Collected data entries
>>>
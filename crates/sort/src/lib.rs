//! Tabula sort stage: stable, single-column ordering.
//!
//! Default comparison follows the column's declared `SortType`. Values that
//! cannot be turned into a comparable key (missing, unparseable timestamps,
//! non-numeric text under `Numeric`, ...) go to the end in input order,
//! whatever the direction.

#![forbid(unsafe_code)]

use std::borrow::{Borrow, Cow};
use std::cmp::Ordering;

use chrono::{DateTime, Utc};
use tabula_core::{ColumnDef, ColumnRegistry, Record, SortDirection, SortState, SortType, Value};
use tracing::debug;

/// Comparable key derived from a field value under a declared sort type.
#[derive(Debug, Clone, PartialEq)]
pub enum SortKey<'r> {
    Bool(bool),
    Number(f64),
    Text(Cow<'r, str>),
    Instant(DateTime<Utc>),
}

impl SortKey<'_> {
    fn rank(&self) -> u8 {
        match self {
            SortKey::Bool(_) => 0,
            SortKey::Number(_) => 1,
            SortKey::Text(_) => 2,
            SortKey::Instant(_) => 3,
        }
    }
}

impl Eq for SortKey<'_> {}

impl PartialOrd for SortKey<'_> {
    fn partial_cmp(&self, other: &Self) -> Option<Ordering> { Some(self.cmp(other)) }
}

impl Ord for SortKey<'_> {
    fn cmp(&self, other: &Self) -> Ordering {
        match (self, other) {
            (SortKey::Bool(a), SortKey::Bool(b)) => a.cmp(b),
            // NaN never becomes a key; -0.0 and 0.0 compare equal.
            (SortKey::Number(a), SortKey::Number(b)) => a.partial_cmp(b).unwrap_or(Ordering::Equal),
            (SortKey::Text(a), SortKey::Text(b)) => a.cmp(b),
            (SortKey::Instant(a), SortKey::Instant(b)) => a.cmp(b),
            _ => self.rank().cmp(&other.rank()),
        }
    }
}

/// Key for `value` under `ty`, or `None` when the value is not comparable.
pub fn sort_key(value: &Value, ty: SortType) -> Option<SortKey<'_>> {
    match ty {
        SortType::Auto => match value {
            Value::Null => None,
            Value::Bool(b) => Some(SortKey::Bool(*b)),
            Value::Int(_) | Value::Float(_) => value.as_number().map(SortKey::Number),
            Value::Text(s) => Some(SortKey::Text(Cow::Borrowed(s.as_str()))),
        },
        SortType::Numeric => value.as_number().map(SortKey::Number),
        SortType::Text => match value {
            Value::Null => None,
            Value::Text(s) => Some(SortKey::Text(Cow::Borrowed(s.as_str()))),
            other => Some(SortKey::Text(Cow::Owned(other.to_string()))),
        },
        SortType::DateTime => value.as_instant().map(SortKey::Instant),
    }
}

#[derive(Debug, Clone, Default, PartialEq, Eq, serde::Serialize)]
pub struct SortDebugInfo {
    pub total: usize,
    /// Column actually used, `None` for passthrough.
    pub column: Option<String>,
    pub direction: Option<SortDirection>,
    /// Records placed at the end because their value could not be compared.
    pub uncomparable: usize,
}

#[derive(Debug, Clone, Default)]
pub struct SortOutcome {
    /// Permutation of input positions.
    pub positions: Vec<usize>,
    pub debug: SortDebugInfo,
}

fn directed(o: Ordering, dir: SortDirection) -> Ordering {
    match dir {
        SortDirection::Ascending => o,
        SortDirection::Descending => o.reverse(),
    }
}

fn order_by_column<R: Borrow<Record>>(items: &[R], column: &ColumnDef, dir: SortDirection) -> (Vec<usize>, usize) {
    if let Some(cmp) = column.comparator() {
        let mut positions: Vec<usize> = (0..items.len()).collect();
        positions.sort_by(|&a, &b| directed(cmp(items[a].borrow(), items[b].borrow()), dir));
        return (positions, 0);
    }
    let ty = column.declared_sort_type();
    let mut keyed: Vec<(usize, SortKey<'_>)> = Vec::with_capacity(items.len());
    let mut tail: Vec<usize> = Vec::new();
    for (pos, item) in items.iter().enumerate() {
        match sort_key(column.raw(item.borrow()), ty) {
            Some(k) => keyed.push((pos, k)),
            None => tail.push(pos),
        }
    }
    // Stable sort with a reversed comparator keeps ties in input order for both directions.
    keyed.sort_by(|a, b| directed(a.1.cmp(&b.1), dir));
    let uncomparable = tail.len();
    let mut positions: Vec<usize> = keyed.into_iter().map(|(pos, _)| pos).collect();
    positions.extend(tail);
    (positions, uncomparable)
}

/// Order `items` by `sort` and return the permutation plus debug info.
pub fn sort_positions<R: Borrow<Record>>(items: &[R], sort: &SortState, registry: &ColumnRegistry) -> SortOutcome {
    let started = std::time::Instant::now();
    let total = items.len();
    let passthrough = || SortOutcome { positions: (0..total).collect(), debug: SortDebugInfo { total, ..Default::default() } };
    let SortState::By { key, direction } = sort else { return passthrough() };
    let Some(column) = registry.get(key) else {
        debug!(column = %key, "sort on unknown column; keeping input order");
        return passthrough();
    };
    let (positions, uncomparable) = order_by_column(items, column, *direction);
    if uncomparable > 0 {
        debug!(column = %key, uncomparable, "values not comparable under declared sort type; placed last");
    }
    metrics::histogram!("sort_eval_ms", started.elapsed().as_secs_f64() * 1_000.0);
    SortOutcome {
        positions,
        debug: SortDebugInfo { total, column: Some(key.clone()), direction: Some(*direction), uncomparable },
    }
}

/// Sorted copy of `records`; `SortState::None` keeps the input order.
pub fn apply_sort<'r>(records: Vec<&'r Record>, sort: &SortState, registry: &ColumnRegistry) -> Vec<&'r Record> {
    if sort.is_none() { return records; }
    let outcome = sort_positions(&records, sort, registry);
    outcome.positions.into_iter().map(|i| records[i]).collect()
}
<<<
Action item. Find "SortState" in the data above. Report each line where it appears.

Exercise result.
use tabula_core::{ColumnDef, ColumnRegistry, Record, SortDirection, SortState, SortType, Value};
pub fn sort_positions<R: Borrow<Record>>(items: &[R], sort: &SortState, registry: &ColumnRegistry) -> SortOutcome {
    let SortState::By { key, direction } = sort else { return passthrough() };
/// Sorted copy of `records`; `SortState::None` keeps the input order.
pub fn apply_sort<'r>(records: Vec<&'r Record>, sort: &SortState, registry: &ColumnRegistry) -> Vec<&'r Record> {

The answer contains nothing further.